Bazen hayat sizi değiştirir, bazen siz hayatı değiştirirsiniz. Daha doğrusu “her şeyin güzel olması için yol sizi değiştirir siz de yolu değiştirirsiniz” diyen bir hatip arkadaşım, açık ara mağlup olunca tabanın bu sözü tutmadığını idrak ettim anında.

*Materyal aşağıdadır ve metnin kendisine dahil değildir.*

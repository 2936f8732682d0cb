//! In-process fake host for negotiation tests.
//!
//! `FakeHost` is `#[repr(C)]` and starts with `HandleHeader`, so the handle
//! pointer passed to the `extern "C"` slots can be cast back to the host.

#![allow(dead_code)]

use hoststub_core::abi::{
    HandleHeader, LegacyReporter, PkgRequireFn, SecondaryTable, StubFn, StubHooks, StubSlot,
    StubTable, STUB_MAGIC,
};
use hoststub_core::{HostHandle, Version, VersionRequest};
use std::cell::{Cell, RefCell};
use std::ffi::{c_char, c_int, c_void, CStr, CString};
use std::ptr;

thread_local! {
    static SLOT_CALLS: Cell<u32> = const { Cell::new(0) };
}

unsafe extern "C" fn count_slot_call() {
    SLOT_CALLS.with(|calls| calls.set(calls.get() + 1));
}

pub fn slot_calls() -> u32 {
    SLOT_CALLS.with(Cell::get)
}

/// Which secondary tables the host exposes through hooks.
#[derive(Debug, Clone, Copy, PartialEq, Eq)]
pub enum Hooks {
    Absent,
    PlatformOnly,
    All,
}

/// Owned table plus everything its pointers refer to.
pub struct OwnedTable {
    table: Box<StubTable>,
    _slots: Box<[StubSlot]>,
    _hooks: Option<Box<StubHooks>>,
    secondaries: Vec<Box<SecondaryTable>>,
}

impl OwnedTable {
    pub fn current(hooks: Hooks) -> Self {
        Self::build(STUB_MAGIC, hooks, Some(fake_pkg_require))
    }

    fn build(magic: u32, hooks: Hooks, pkg_require: Option<PkgRequireFn>) -> Self {
        let slots: Box<[StubSlot]> = vec![Some(count_slot_call as StubFn), None].into_boxed_slice();
        let secondary_count = match hooks {
            Hooks::Absent => 0,
            Hooks::PlatformOnly => 1,
            Hooks::All => 3,
        };
        let secondaries: Vec<Box<SecondaryTable>> = (0..secondary_count)
            .map(|index| {
                Box::new(SecondaryTable {
                    magic: STUB_MAGIC + index + 1,
                    slot_count: 0,
                    slots: ptr::null(),
                })
            })
            .collect();
        let secondary = |index: usize| -> *const SecondaryTable {
            secondaries
                .get(index)
                .map_or(ptr::null(), |table| &**table as *const SecondaryTable)
        };
        let stub_hooks = (hooks != Hooks::Absent).then(|| {
            Box::new(StubHooks {
                plat: secondary(0),
                int: secondary(1),
                int_plat: secondary(2),
            })
        });

        let table = Box::new(StubTable {
            magic,
            reporter: reporter(),
            hooks: stub_hooks
                .as_deref()
                .map_or(ptr::null(), |hooks| hooks as *const StubHooks),
            pkg_require,
            slot_count: slots.len(),
            slots: slots.as_ptr(),
        });

        Self {
            table,
            _slots: slots,
            _hooks: stub_hooks,
            secondaries,
        }
    }

    pub fn ptr(&self) -> *const StubTable {
        &*self.table
    }

    pub fn secondary_ptrs(&self) -> Vec<*const SecondaryTable> {
        self.secondaries
            .iter()
            .map(|table| &**table as *const SecondaryTable)
            .collect()
    }
}

fn reporter() -> LegacyReporter {
    LegacyReporter {
        new_string: Some(fake_new_string),
        set_result: Some(fake_set_result),
    }
}

struct Offer {
    version: Version,
    text: CString,
}

/// Host object handed to the core as a negotiation handle.
#[repr(C)]
pub struct FakeHost {
    header: HandleHeader,
    primary: Option<OwnedTable>,
    replacement: Option<OwnedTable>,
    foreign: Option<Box<StubTable>>,
    offers: Vec<Offer>,
    results: RefCell<Vec<String>>,
    require_calls: Cell<usize>,
    last_request: RefCell<Option<(String, Option<String>, bool)>>,
    null_provider_table: bool,
}

impl FakeHost {
    /// Current-layout host offering `versions` of the package.
    pub fn new(versions: &[&str], hooks: Hooks) -> Box<Self> {
        Self::assemble(Some(OwnedTable::current(hooks)), None, None, versions)
    }

    /// Host whose registry resolves to a different table than the handle's.
    pub fn with_replacement(
        versions: &[&str],
        handle_hooks: Hooks,
        provider_hooks: Hooks,
    ) -> Box<Self> {
        Self::assemble(
            Some(OwnedTable::current(handle_hooks)),
            Some(OwnedTable::current(provider_hooks)),
            None,
            versions,
        )
    }

    /// Host whose registry finds a match but hands back no table.
    pub fn with_null_provider_table(versions: &[&str], hooks: Hooks) -> Box<Self> {
        let mut host = Self::new(versions, hooks);
        host.null_provider_table = true;
        host
    }

    /// Host built without stub support.
    pub fn without_table() -> Box<Self> {
        Self::assemble(None, None, None, &["8.7"])
    }

    /// Current magic but no package registry slot.
    pub fn without_registry() -> Box<Self> {
        Self::assemble(
            Some(OwnedTable::build(STUB_MAGIC, Hooks::All, None)),
            None,
            None,
            &["8.7"],
        )
    }

    /// Foreign layout: only magic and the legacy slots are meaningful, every
    /// other field is garbage.
    pub fn foreign(magic: u32, with_reporter: bool) -> Box<Self> {
        // SAFETY: a non-null address is a valid fn pointer value; it is never
        // called.
        let garbage_require: PkgRequireFn = unsafe { std::mem::transmute(0xdead_beef_usize) };
        let table = Box::new(StubTable {
            magic,
            reporter: if with_reporter {
                reporter()
            } else {
                LegacyReporter {
                    new_string: None,
                    set_result: None,
                }
            },
            hooks: 0xbad0_usize as *const StubHooks,
            pkg_require: Some(garbage_require),
            slot_count: usize::MAX,
            slots: 0xbad8_usize as *const StubSlot,
        });
        Self::assemble(None, None, Some(table), &["8.7"])
    }

    fn assemble(
        primary: Option<OwnedTable>,
        replacement: Option<OwnedTable>,
        foreign: Option<Box<StubTable>>,
        versions: &[&str],
    ) -> Box<Self> {
        let stub_table = match (&primary, &foreign) {
            (Some(owned), _) => owned.ptr(),
            (None, Some(table)) => &**table as *const StubTable,
            (None, None) => ptr::null(),
        };
        let offers = versions
            .iter()
            .map(|value| Offer {
                version: Version::parse(value).expect("offered version"),
                text: CString::new(*value).expect("offered version"),
            })
            .collect();
        Box::new(Self {
            header: HandleHeader { stub_table },
            primary,
            replacement,
            foreign,
            offers,
            results: RefCell::new(Vec::new()),
            require_calls: Cell::new(0),
            last_request: RefCell::new(None),
            null_provider_table: false,
        })
    }

    pub fn handle(&self) -> HostHandle<'_> {
        // SAFETY: `FakeHost` is `#[repr(C)]` with `HandleHeader` first and
        // owns every table it points at.
        unsafe { HostHandle::from_raw(self as *const Self as *mut HandleHeader) }
            .expect("boxed host is non-null")
    }

    pub fn table_ptr(&self) -> *const StubTable {
        self.header.stub_table
    }

    pub fn primary(&self) -> &OwnedTable {
        self.primary.as_ref().expect("host has a primary table")
    }

    pub fn replacement(&self) -> &OwnedTable {
        self.replacement.as_ref().expect("host has a replacement table")
    }

    pub fn results(&self) -> Vec<String> {
        self.results.borrow().clone()
    }

    pub fn require_calls(&self) -> usize {
        self.require_calls.get()
    }

    /// `(package, version, exact)` of the last registry request.
    pub fn last_request(&self) -> Option<(String, Option<String>, bool)> {
        self.last_request.borrow().clone()
    }

    fn provider_table(&self) -> *const StubTable {
        if self.null_provider_table {
            return ptr::null();
        }
        match &self.replacement {
            Some(table) => table.ptr(),
            None => self.table_ptr(),
        }
    }
}

unsafe fn host<'a>(handle: *mut HandleHeader) -> &'a FakeHost {
    &*(handle as *const FakeHost)
}

unsafe extern "C" fn fake_new_string(bytes: *const c_char, length: isize) -> *mut c_void {
    let text = if length < 0 {
        CStr::from_ptr(bytes).to_string_lossy().into_owned()
    } else {
        let raw = std::slice::from_raw_parts(bytes.cast::<u8>(), length as usize);
        String::from_utf8_lossy(raw).into_owned()
    };
    Box::into_raw(Box::new(text)).cast()
}

unsafe extern "C" fn fake_set_result(handle: *mut HandleHeader, value: *mut c_void) {
    let text = *Box::from_raw(value.cast::<String>());
    host(handle).results.borrow_mut().push(text);
}

unsafe extern "C" fn fake_pkg_require(
    handle: *mut HandleHeader,
    name: *const c_char,
    version: *const c_char,
    exact: c_int,
    table_out: *mut *const c_void,
) -> *const c_char {
    let host = host(handle);
    host.require_calls.set(host.require_calls.get() + 1);

    let name = CStr::from_ptr(name).to_string_lossy().into_owned();
    let requested =
        (!version.is_null()).then(|| CStr::from_ptr(version).to_string_lossy().into_owned());
    host.last_request
        .replace(Some((name.clone(), requested.clone(), exact != 0)));
    if name != "Host" {
        return ptr::null();
    }

    let request = VersionRequest::from_flag(requested, exact != 0);
    let best = host
        .offers
        .iter()
        .filter(|offer| request.is_satisfied_by(&offer.version))
        .max_by(|left, right| left.version.cmp(&right.version));
    match best {
        Some(offer) => {
            *table_out = host.provider_table().cast();
            offer.text.as_ptr()
        }
        None => ptr::null(),
    }
}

Babamın kulakları çınlasın, çok özlü sözleri vardır. Misal, salatalık ve tuzluk arasında kurduğu muhteşem ilişkiden ürettiği deyiş, her zaman aklımdadır. Kapı gıcırtısına oynamak kelimelerini içermekte olan deyişi de pek bir güzeldir.Bu mecrada ikisini de bir tamam söylemek münasip olmaz. Hele adalet ve vicdan kelimelerinin icra-i sanat mekânlarına ilişkin tespiti, her dem geçerliliğini çok ayıp bir şekilde korumaktadır.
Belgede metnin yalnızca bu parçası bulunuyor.